The Shuckleigh Women’s Wild Swimmers were rebels, lawbreakers. You could deny them permission to swim in your bit of water, but they would do it anyway.

This lovely lake was part of the old Mosse estate, and was strictly off limits to all swimmers. Sure, there had been past drownings, but what stretch of water has never had someone drown in it? The women of the club swam everywhere, and always had an eye to safety, knew what they were doing, and were all strong swimmers — and were very buoyant, too, most of them. Something to do with cake, no doubt.
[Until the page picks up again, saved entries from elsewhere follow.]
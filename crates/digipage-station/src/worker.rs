use digipage_core::{BookAssembler, CompletedLog, JsonLogStore, StationConfig, TransformEngine};
use digipage_runtime::{CommandReceiver, StationCommand, UpdateSender};
use std::sync::Arc;

use crate::handlers;

/// Everything the worker needs to run commands for one configuration
pub struct WorkerContext {
    pub config: StationConfig,
    pub engine: TransformEngine,
    pub assembler: BookAssembler,
    pub log_store: Arc<dyn CompletedLog>,
}

impl WorkerContext {
    pub fn new(config: StationConfig) -> Self {
        Self {
            engine: TransformEngine::new(&config.backup_folder),
            assembler: BookAssembler::new(&config.todays_books_folder),
            log_store: Arc::new(JsonLogStore::new(&config.completed_log_file)),
            config,
        }
    }
}

/// Async worker task that processes station commands one at a time and
/// sends updates.
///
/// Returns once every sender of `command_rx` has been dropped and the queue
/// is drained.
pub async fn worker_task(
    mut command_rx: CommandReceiver,
    update_tx: UpdateSender,
    context: WorkerContext,
) {
    while let Some(cmd) = command_rx.recv().await {
        process_command(cmd, &context, &update_tx).await;
    }
    log::debug!("Worker drained, stopping");
}

async fn process_command(cmd: StationCommand, context: &WorkerContext, update_tx: &UpdateSender) {
    match cmd {
        StationCommand::ScanDirectory => {
            handlers::scan::handle_scan_directory(&context.config, update_tx).await;
        }
        StationCommand::CalculateStats => {
            handlers::scan::handle_calculate_stats(context, update_tx).await;
        }
        StationCommand::Crop { path, region } => {
            handlers::edit::handle_crop(&context.engine, path, region, update_tx).await;
        }
        StationCommand::Rotate {
            path,
            angle_degrees,
        } => {
            handlers::edit::handle_rotate(&context.engine, path, angle_degrees, update_tx).await;
        }
        StationCommand::SplitTwoPage { path, layout, auto } => {
            handlers::edit::handle_split_two_page(&context.engine, path, layout, auto, update_tx)
                .await;
        }
        StationCommand::SplitAt { path, x } => {
            handlers::edit::handle_split_at(&context.engine, path, x, update_tx).await;
        }
        StationCommand::Delete { path } => {
            handlers::edit::handle_delete(&context.engine, path, update_tx).await;
        }
        StationCommand::DeleteWithArtifacts { path } => {
            handlers::edit::handle_delete_with_artifacts(&context.engine, path, update_tx).await;
        }
        StationCommand::Restore { path } => {
            handlers::edit::handle_restore(&context.engine, path, update_tx).await;
        }
        StationCommand::ReplacePair { old, new } => {
            handlers::edit::handle_replace_pair(&context.engine, old, new, update_tx).await;
        }
        StationCommand::CreateBook {
            name,
            pages,
            source_hint,
            cancel,
        } => {
            handlers::book::handle_create_book(
                &context.assembler,
                name,
                pages,
                source_hint,
                cancel,
                update_tx,
            )
            .await;
        }
        StationCommand::PrepareTransfer => {
            handlers::transfer::handle_prepare_transfer(&context.config, update_tx).await;
        }
        StationCommand::ExecuteTransfer { moves, cancel } => {
            handlers::transfer::handle_execute_transfer(
                moves,
                context.log_store.clone(),
                cancel,
                update_tx,
            )
            .await;
        }
    }
}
Maureen was the treasurer, a post which required no more than collecting a small contribution from each member towards the cost of the apres-swim cakes, and the purchase thereof. It was she who had suggested this lake for their next swim. They asked permission, of course, but received only a simple refusal without explanation, except that the lake was dangerous.

‘How can it be dangerous?’ said Elly, the club secretary. ‘It’s not that deep, there’s no outflow to cause currents. I don’t know what he means.’

‘It’ll be the mere-maid,’ said Nelly, the oldest member, tiny, white-haired, and with a headful of local stories.

‘Mermaid?’

‘Mere-maid, like the pub. She’s supposed to guard a treasure in the lake, and sometimes appears to young men, luring them to a watery death with the promise of her beauty.’

There was general hilarity, laughter spreading in waves through the cafe where they were meeting, breaking over the heads of the other, disconcerted customers, along with cries of ‘She won’t be interested in us then!’, and ‘Unless she likes ladies too!’, followed by many dirty jokes about the sexual leanings of mermaids. Several customers drank their coffee and left.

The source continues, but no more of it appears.